Apache Kafka is messaging system built to scale for big data. Similar to Apache ActiveMQ or RabbitMq, Kafka enables applications built on different platforms to communicate via asynchronous message passing. But Kafka differs from these more traditional messaging systems in key ways:
- It's designed to scale horizontally, by adding more commodity servers.
- It provides much higher throughput for both producer and consumer processes.
- It can be used to support both batch and real-time use cases.
- It doesn't support JMS, Java's message-oriented middleware API.
Apache Kafka's architecture
Before we explore Kafka's architecture, you should know its basic terminology:
- A producer is process that can publish a message to a topic.
- a consumer is a process that can subscribe to one or more topics and consume messages published to topics.
- A topic category is the name of the feed to which messages are published.
- A broker is a process running on single machine.
- A cluster is a group of brokers working together.
Apache Kafka's architecture is very simple, which can result in better performance and throughput in some systems. Every topic in Kafka is like a simple log file. When a producer publishes a message, the Kafka server appends it to the end of the log file for its given topic. The server also assigns an offset, which is a number used to permanently identify each message. As the number of messages grows, the value of each offset increases; for example if the producer publishes three messages the first one might get an offset of 1, the second an offset of 2, and the third an offset of 3.

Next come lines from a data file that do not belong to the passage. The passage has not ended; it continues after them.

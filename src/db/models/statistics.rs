use chrono::{DateTime, Utc};

/// Table-wide summary returned by `statistics()`.
#[derive(Debug, Clone, PartialEq, serde::Serialize)]
pub struct SnapshotStatistics {
    pub total_rows: i64,
    pub distinct_coins: i64,
    pub first_collected_at: Option<DateTime<Utc>>,
    pub last_collected_at: Option<DateTime<Utc>>,
    /// Mean over rows with a known market cap
    pub avg_market_cap: Option<f64>,
}
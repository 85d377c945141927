//! Pure transformation stages between the provider and the store.
//!
//! - [`features`] - raw records into typed drafts with derived metrics
//! - [`contract`] - data contract check producing storable rows
//! - [`merge`] - exact-timestamp merge of historical series
//! - [`ohlc`] - daily OHLCV resampling and moving averages

pub mod contract;
pub mod features;
pub mod merge;
pub mod ohlc;

pub use contract::{validate, Validation, Violation, ViolationKind};
pub use features::{
    apply_derived_metrics, derive_batch, derive_history, DerivedBatch, RawRecord, SnapshotDraft,
};
pub use merge::{merge_series, HistoricalPoint, SeriesPoint};
pub use ohlc::{resample_daily, simple_moving_average};
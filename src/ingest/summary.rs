use std::fmt;

/// Result of one unit of work (one coin, or one realtime page).
#[derive(Debug, Clone, PartialEq)]
pub enum CoinOutcome {
    /// Rows newly written; duplicates are not counted
    Stored(u64),
    /// Provider had no data for the range
    Empty,
    /// Fetch failed after any rate-limit retries
    Failed(String),
    /// Batch failed the data contract with this many violations
    Rejected(usize),
}

impl fmt::Display for CoinOutcome {
    fn fmt(&self, f: &mut fmt::Formatter<'_>) -> fmt::Result {
        match self {
            CoinOutcome::Stored(n) => write!(f, "stored {} rows", n),
            CoinOutcome::Empty => write!(f, "empty"),
            CoinOutcome::Failed(reason) => write!(f, "failed: {}", reason),
            CoinOutcome::Rejected(n) => write!(f, "rejected ({} violations)", n),
        }
    }
}

/// Observable effect of a run: rows stored plus an ordered outcome log.
#[derive(Debug, Clone, Default, PartialEq)]
pub struct RunSummary {
    pub rows_stored: u64,
    pub outcomes: Vec<(String, CoinOutcome)>,
    pub interrupted: bool,
}

impl RunSummary {
    pub fn record(&mut self, unit: impl Into<String>, outcome: CoinOutcome) {
        if let CoinOutcome::Stored(n) = outcome {
            self.rows_stored += n;
        }
        self.outcomes.push((unit.into(), outcome));
    }

    pub fn count(&self, pred: impl Fn(&CoinOutcome) -> bool) -> usize {
        self.outcomes.iter().filter(|(_, o)| pred(o)).count()
    }
}

impl fmt::Display for RunSummary {
    fn fmt(&self, f: &mut fmt::Formatter<'_>) -> fmt::Result {
        write!(
            f,
            "{} rows stored ({} stored, {} empty, {} failed, {} rejected)",
            self.rows_stored,
            self.count(|o| matches!(o, CoinOutcome::Stored(_))),
            self.count(|o| matches!(o, CoinOutcome::Empty)),
            self.count(|o| matches!(o, CoinOutcome::Failed(_))),
            self.count(|o| matches!(o, CoinOutcome::Rejected(_))),
        )?;
        if self.interrupted {
            write!(f, ", interrupted")?;
        }
        Ok(())
    }
}

/// Final state of a guarded run.
#[derive(Debug)]
pub enum RunOutcome {
    Completed(RunSummary),
    Interrupted(RunSummary),
    Failed(String),
}

impl RunOutcome {
    /// Process exit status: 0 completed, 1 failed, 130 interrupted
    pub fn exit_code(&self) -> u8 {
        match self {
            RunOutcome::Completed(_) => 0,
            RunOutcome::Failed(_) => 1,
            RunOutcome::Interrupted(_) => 130,
        }
    }

    pub fn summary(&self) -> Option<&RunSummary> {
        match self {
            RunOutcome::Completed(s) | RunOutcome::Interrupted(s) => Some(s),
            RunOutcome::Failed(_) => None,
        }
    }
}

When the Kafka consumer first starts, it will send a pull request to the server, asking to retrieve any messages for a particular topic with an offset value higher than 0. The server will check the log file for that topic and return the three new messages. The consumer will process the messages, then send a request for messages with an offset higher than 3, and so on.
In Kafka, the client is responsible for remembering the offset count and retrieving messages.The Kafka server doesn't track or manage message consumption. By default, a Kafka server will keep a message for seven days. A background thread in the server checks and deletes messages that are seven days or older. A consumer can access messages as long as they are on the server. It can read a message multiple times, and even read messages in reverse order of receipt. But if the consumer fails to retrieve the message before the seven days are up, it will miss that message.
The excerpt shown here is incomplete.